Marqué, pour ne pas dire obsédé, par les pages de violence pure qui jalonnent la courte histoire des États-Unis, Lance Weller a choisi de situer ce Cercueil de Job en pleine Guerre de Sécession (1861-1865) qui servait déjà de toile de fond à Wilderness, et dont le personnage principal, Abel, était un survivant. À travers le parcours chaotique de Hoke, soldat perdu en quête d’une impossible rédemption, Weller livre des pages emplies de bruit, de sang et de larmes, de la fureur des combats et de la hargne des hommes. Traversé de rares épisodes plus lumineux, le cheminement du jeune homme illustre avec une grande justesse l’état déplorable dans lequel les combats incessants entre rebelles et unionistes laissèrent le pays. S’abstenant de tout jugement de valeur quant aux forces en présence, Lance Weller évite tout manichéisme et met en lumière une situation nettement plus nuancée que celle que l’on en garde 150 ans plus tard. S’il semble évident que le combat contre l’esclavagisme est une avancée dans l’histoire du pays, l’auteur rappelle néanmoins à plusieurs reprises le flou artistique enrobant certaines paroles et décisions politiques ainsi que l’engagement pour le moins hésitant d’une partie des soldats nordistes. Quant aux exactions commises, on pourra trouver des atrocités dans chacun des deux camps.
« Certains des soldats se réjouissaient d’avoir enfin trouvé quelqu’un pour faire le boulot de nègre. Il y avait aussi ceux qui le dénigraient pour la couleur de sa peau – l’appelant « grosses lèvres » ou « le singe » – mais d’autres le regardaient d’un air pensif. Ils fumaient leur pipe et sirotaient leur café en l’observant effectuer ses corvées, comme s’ils essayaient de faire coïncider June lui-même (…) avec les idées qu’ils se faisaient sur les raisons pour lesquelles ils participaient à cette guerre. L’Émancipation, les Droits des États ou la préservation de l’Union, ou simplement l’envie de ne pas rater cette aventure. »
Les pieds dans la boue et les yeux dans les étoiles, les personnages de Lance Weller cherchent leur voie dans un monde en proie au chaos et à la barbarie. Guidée par son désir de trouver le nord en repérant le fameux Cercueil de Job dans le ciel, Bell Hood, tout comme Hoke, connaîtra son lot de peurs et de souffrances mais certaines rencontres lui permettront de garder foi en l’humanité.
L’écriture de Lance Weller possède un souffle et un lyrisme rares qui font de ce Cercueil de Job une éclatante réussite où s’entremêlent horreur et beauté, livrant ainsi des pages inoubliables.
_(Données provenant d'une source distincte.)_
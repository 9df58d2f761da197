//! Catalogue data model.
//!
//! Module identity is a tagged variant (`Start`, `End` or a named step), so
//! nothing downstream of the JSON boundary special-cases a missing name.

mod catalogue;
mod module;

pub use catalogue::{Catalogue, Identified, Named, Process, ProcessId, Product};
pub use module::{Module, ModuleId, ModuleInfo, ModulePair, graph_modules};
//! Error types for pathway-core.

use thiserror::Error;

/// Result type for pathway-core operations.
pub type Result<T> = std::result::Result<T, Error>;

/// Errors that can occur in pathway-core.
///
/// Interactive editing never produces these: a rejected gesture is reported
/// through the operation's `bool` result instead.
#[derive(Debug, Clone, PartialEq, Eq, Error)]
pub enum Error {
    /// The route graph contains a cycle and cannot be ordered.
    #[error("cyclic graph: only {ordered} of {total} modules could be ordered")]
    CyclicGraph {
        /// Number of items that became ready before the sort stalled.
        ordered: usize,
        /// Number of items given to the sort.
        total: usize,
    },

    /// Configuration values are out of range.
    #[error("invalid configuration: {0}")]
    InvalidConfig(String),
}

impl Error {
    /// Render the error together with a hint on how to recover from it.
    pub fn with_hint(&self) -> String {
        let hint = match self {
            Error::CyclicGraph { .. } => {
                "remove one of the routes that leads back to an earlier module"
            }
            Error::InvalidConfig(_) => "spacings and module sizes must be positive",
        };
        format!("{self}\n  hint: {hint}")
    }
}

#[cfg(test)]
mod tests {
    use super::*;

    #[test]
    fn test_cyclic_graph_display() {
        let err = Error::CyclicGraph {
            ordered: 2,
            total: 5,
        };
        assert_eq!(
            err.to_string(),
            "cyclic graph: only 2 of 5 modules could be ordered"
        );
        assert!(err.with_hint().contains("hint:"));
    }
}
Lance Weller est un poète capable de décrire la folie des hommes sans jamais oublier de célébrer la beauté du monde.
« Il rêva d’une flaque d’ombre qui tournait autour de lui. Il rêva d’un grincement de corde qui s’enfonçait dans la nuit. Il rêva de guêpes en feu dans les pins, tandis que la nuit était transpercée par une seule étoile alchimique qui brûlait sans chaleur, avec une énergie fulgurante. Mais ensuite il se réveilla et il n’y avait que notre vieille terre, la lame de faucille d’une lune brumeuse et les mêmes étoiles fatiguées qui avaient toujours été là. »
Yann.
Le Cercueil de Job, Lance Weller, Gallmeister, 465 p. , 25€.
Il y a longtemps qu » un roman ne m’avait pas absorbé autant. Un récit dur mais plein d’espoir et de magie des étoiles. Des personnages marqués par la bêtises des hommes et la condition des noirs. Épisode marquant de l’Amérique du Nord qui malheureusement ne permettra pas pas encore l’ émancipation des noirs américains .
Entièrement d’accord avec vous Mme Monchovet-Leray ! Des bisous.